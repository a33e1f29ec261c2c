// SPDX-License-Identifier: Apache-2.0
// Copyright (c) 2025 Meshpress Inc.

//! The optimization pipeline: import, repair, tessellate, optimize, export
//!
//! [`run`] drives one scene through the fixed stage order. Each stage group
//! is gated on a feature token, timed and summarized into a
//! [`PipelineReport`]. Progress lines and the two stats snapshots go through
//! the CLI reporter; engine chatter is silenced around the snapshots so they
//! read as plain blocks.

use crate::algo::{
    self, DecimateOptions, DeletePatchesOptions, OcclusionOptions, RemoveHolesOptions,
    RepairCadOptions, RepairMeshOptions, TessellateOptions,
};
use crate::cli::Reporter;
use crate::io;
use crate::license::{self, LicenseServerConfig};
use crate::scene::SceneStats;
use crate::session::{Session, SessionConfig};
use anyhow::{Context, Result};
use serde::{Deserialize, Serialize};
use std::path::{Path, PathBuf};
use std::time::Instant;

pub const DEFAULT_CONFIG_FILE: &str = "meshpress.toml";

/// Pipeline configuration
///
/// Scalar keys first so the struct serializes to valid TOML ahead of the
/// stage tables.
#[derive(Debug, Clone, Serialize, Deserialize)]
#[serde(default)]
pub struct PipelineConfig {
    /// Appended to the input file stem to derive the output path.
    pub output_suffix: String,
    /// Print progress lines and stats blocks while running.
    pub verbose: bool,
    /// Explicit license file, bypassing discovery.
    pub license_file: Option<PathBuf>,
    pub repair_cad: RepairCadOptions,
    pub repair_mesh: RepairMeshOptions,
    pub tessellate: TessellateOptions,
    pub remove_holes: RemoveHolesOptions,
    pub delete_patches: DeletePatchesOptions,
    pub decimate: DecimateOptions,
    pub occlusion: OcclusionOptions,
    pub license_server: Option<LicenseServerConfig>,
}

impl Default for PipelineConfig {
    fn default() -> Self {
        Self {
            output_suffix: "_new.glb".to_string(),
            verbose: true,
            license_file: None,
            repair_cad: RepairCadOptions::default(),
            repair_mesh: RepairMeshOptions::default(),
            tessellate: TessellateOptions::default(),
            remove_holes: RemoveHolesOptions::default(),
            delete_patches: DeletePatchesOptions::default(),
            decimate: DecimateOptions::default(),
            occlusion: OcclusionOptions::default(),
            license_server: None,
        }
    }
}

impl PipelineConfig {
    /// Load configuration from file
    pub fn from_file(path: impl AsRef<Path>) -> Result<Self> {
        let content = std::fs::read_to_string(path.as_ref())
            .with_context(|| format!("Failed to read config file: {:?}", path.as_ref()))?;
        let config: PipelineConfig = toml::from_str(&content)
            .with_context(|| format!("Failed to parse config file: {:?}", path.as_ref()))?;
        Ok(config)
    }

    /// Load configuration with environment variable overrides
    pub fn load() -> Result<Self> {
        let mut config = if PathBuf::from(DEFAULT_CONFIG_FILE).exists() {
            Self::from_file(DEFAULT_CONFIG_FILE)?
        } else {
            Self::default()
        };

        if let Ok(suffix) = std::env::var("MESHPRESS_OUTPUT_SUFFIX") {
            config.output_suffix = suffix;
        }

        if let Ok(verbose) = std::env::var("MESHPRESS_VERBOSE") {
            config.verbose = verbose.parse().unwrap_or(true);
        }

        Ok(config)
    }

    /// Save configuration to file
    pub fn save(&self, path: impl AsRef<Path>) -> Result<()> {
        let content = toml::to_string_pretty(self).context("Failed to serialize config")?;
        std::fs::write(path.as_ref(), content)
            .with_context(|| format!("Failed to write config file: {:?}", path.as_ref()))?;
        Ok(())
    }

    /// Session options matching this configuration.
    pub fn session_config(&self) -> SessionConfig {
        SessionConfig {
            license_file: self.license_file.clone(),
            license_server: self.license_server.clone(),
        }
    }
}

/// Timing and counters for one stage.
#[derive(Debug, Clone, Serialize)]
pub struct StageReport {
    pub name: String,
    pub duration_ms: u64,
    /// Stage-specific counters, straight from the pass report.
    pub detail: serde_json::Value,
}

/// Everything one pipeline run produced.
#[derive(Debug, Clone, Serialize)]
pub struct PipelineReport {
    pub input: PathBuf,
    pub output: PathBuf,
    pub engine_version: String,
    pub started_at: String,
    pub completed_at: String,
    pub before: SceneStats,
    pub after: SceneStats,
    pub stages: Vec<StageReport>,
}

impl PipelineReport {
    pub fn reduction_percent(&self) -> f64 {
        self.after.reduction_percent(&self.before)
    }

    pub fn total_duration_ms(&self) -> u64 {
        self.stages.iter().map(|s| s.duration_ms).sum()
    }
}

fn record<T: Serialize>(stages: &mut Vec<StageReport>, name: &str, start: Instant, detail: &T) {
    stages.push(StageReport {
        name: name.to_string(),
        duration_ms: start.elapsed().as_millis() as u64,
        detail: serde_json::to_value(detail).unwrap_or_default(),
    });
}

/// Run the whole pipeline on `input`.
///
/// The output path is the input stem plus the configured suffix unless
/// `output_override` names one. Every stage group checks its feature token
/// up front, so an under-licensed session fails before touching the file.
pub fn run(
    session: &mut Session,
    config: &PipelineConfig,
    input: &Path,
    output_override: Option<&Path>,
) -> Result<PipelineReport> {
    let started_at = chrono::Utc::now();
    let output = match output_override {
        Some(path) => path.to_path_buf(),
        None => io::derive_output_path(input, &config.output_suffix),
    };
    let mut stages = Vec::new();

    session.require_token(license::tokens::IMPORT)?;
    if config.verbose {
        Reporter::progress(&format!("Importing {}", input.display()));
    }
    let start = Instant::now();
    let mut scene = io::import_scene(input)?;
    let root = scene.root();
    record(
        &mut stages,
        "import",
        start,
        &SceneStats::capture(&scene, root),
    );

    session.require_token(license::tokens::REPAIR)?;
    if config.verbose {
        Reporter::progress("Repairing CAD");
    }
    let start = Instant::now();
    let repaired = algo::repair_cad(&mut scene, root, &config.repair_cad);
    record(&mut stages, "repair_cad", start, &repaired);

    if config.verbose {
        Reporter::progress("Repairing Meshes");
    }
    let start = Instant::now();
    let repaired = algo::repair_mesh(&mut scene, root, &config.repair_mesh);
    record(&mut stages, "repair_mesh", start, &repaired);

    session.require_token(license::tokens::TESSELLATE)?;
    if config.verbose {
        Reporter::progress("Tessellating Meshes");
    }
    let start = Instant::now();
    let tessellated = algo::tessellate(&mut scene, root, &config.tessellate);
    record(&mut stages, "tessellate", start, &tessellated);

    let before = session.with_quiet_interface(|| SceneStats::capture(&scene, root));
    if config.verbose {
        Reporter::stats("Before optimization:", &before);
    }

    session.require_token(license::tokens::OPTIMIZE)?;
    if config.verbose {
        Reporter::progress("Removing Holes");
    }
    let start = Instant::now();
    let holes = algo::remove_holes(&mut scene, root, &config.remove_holes);
    record(&mut stages, "remove_holes", start, &holes);

    if config.verbose {
        Reporter::progress("Deleting Patches");
    }
    let start = Instant::now();
    let patches = algo::delete_patches(&mut scene, root, &config.delete_patches);
    record(&mut stages, "delete_patches", start, &patches);

    if config.verbose {
        Reporter::progress("Decimating");
    }
    let start = Instant::now();
    let decimated = algo::decimate(&mut scene, root, &config.decimate);
    record(&mut stages, "decimate", start, &decimated);

    if config.verbose {
        Reporter::progress("Removing Hidden Geometries");
    }
    let start = Instant::now();
    let occlusion = algo::remove_occluded_geometry(&mut scene, root, &config.occlusion);
    record(&mut stages, "remove_occluded_geometry", start, &occlusion);

    let after = session.with_quiet_interface(|| SceneStats::capture(&scene, root));
    if config.verbose {
        Reporter::stats("Optimized:", &after);
    }

    session.require_token(license::tokens::EXPORT)?;
    if config.verbose {
        Reporter::progress(&format!("Exporting {}", output.display()));
    }
    let start = Instant::now();
    io::export_scene(&scene, &output)?;
    record(
        &mut stages,
        "export",
        start,
        &serde_json::json!({ "path": &output }),
    );

    let report = PipelineReport {
        input: input.to_path_buf(),
        output,
        engine_version: session.version().to_string(),
        started_at: started_at.to_rfc3339(),
        completed_at: chrono::Utc::now().to_rfc3339(),
        before,
        after,
        stages,
    };
    log::info!(
        "pipeline finished: {} -> {} ({:.1}% triangle reduction)",
        report.input.display(),
        report.output.display(),
        report.reduction_percent()
    );
    Ok(report)
}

Task description = Restate, word for word and with nothing added, the lines from the beginning of the records above through the line that contains "use std::time::Instant;".

Output for this exercise =
repository a33e1f29ec261c2c
// SPDX-License-Identifier: Apache-2.0
// Copyright (c) 2025 Meshpress Inc.

//! The optimization pipeline: import, repair, tessellate, optimize, export
//!
//! [`run`] drives one scene through the fixed stage order. Each stage group
//! is gated on a feature token, timed and summarized into a
//! [`PipelineReport`]. Progress lines and the two stats snapshots go through
//! the CLI reporter; engine chatter is silenced around the snapshots so they
//! read as plain blocks.

use crate::algo::{
    self, DecimateOptions, DeletePatchesOptions, OcclusionOptions, RemoveHolesOptions,
    RepairCadOptions, RepairMeshOptions, TessellateOptions,
};
use crate::cli::Reporter;
use crate::io;
use crate::license::{self, LicenseServerConfig};
use crate::scene::SceneStats;
use crate::session::{Session, SessionConfig};
use anyhow::{Context, Result};
use serde::{Deserialize, Serialize};
use std::path::{Path, PathBuf};
use std::time::Instant;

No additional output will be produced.